#### PROBLEM
All of the entries below are to be retyped exactly.

┌──

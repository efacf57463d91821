use crate::{
    Config, WeatherError,
    model::{ForecastPayload, GeoCoordinate, LocationQuery},
    provider::openweather::OpenWeatherProvider,
};
use async_trait::async_trait;
use std::fmt::Debug;

pub mod openweather;

/// Turns a free-text place into coordinates. First match wins.
#[async_trait]
pub trait LocationResolver: Send + Sync + Debug {
    async fn resolve(&self, query: &LocationQuery) -> Result<GeoCoordinate, WeatherError>;
}

/// Retrieves current conditions and the hourly series for a coordinate.
#[async_trait]
pub trait ForecastFetcher: Send + Sync + Debug {
    async fn fetch(&self, coord: GeoCoordinate) -> Result<ForecastPayload, WeatherError>;
}

/// Construct the OpenWeatherMap provider from config.
pub fn provider_from_config(config: &Config) -> anyhow::Result<OpenWeatherProvider> {
    let creds = config.credentials()?;
    Ok(OpenWeatherProvider::new(creds.weather_api_key, config.endpoints.clone()))
}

└──

#### RESPONSE TO THE TASK
repository efacf57463d91821
use crate::{
    Config, WeatherError,
    model::{ForecastPayload, GeoCoordinate, LocationQuery},
    provider::openweather::OpenWeatherProvider,
};
use async_trait::async_trait;
use std::fmt::Debug;

pub mod openweather;

/// Turns a free-text place into coordinates. First match wins.
#[async_trait]
pub trait LocationResolver: Send + Sync + Debug {
    async fn resolve(&self, query: &LocationQuery) -> Result<GeoCoordinate, WeatherError>;
}

/// Retrieves current conditions and the hourly series for a coordinate.
#[async_trait]
pub trait ForecastFetcher: Send + Sync + Debug {
    async fn fetch(&self, coord: GeoCoordinate) -> Result<ForecastPayload, WeatherError>;
}

/// Construct the OpenWeatherMap provider from config.
pub fn provider_from_config(config: &Config) -> anyhow::Result<OpenWeatherProvider> {
    let creds = config.credentials()?;
    Ok(OpenWeatherProvider::new(creds.weather_api_key, config.endpoints.clone()))
}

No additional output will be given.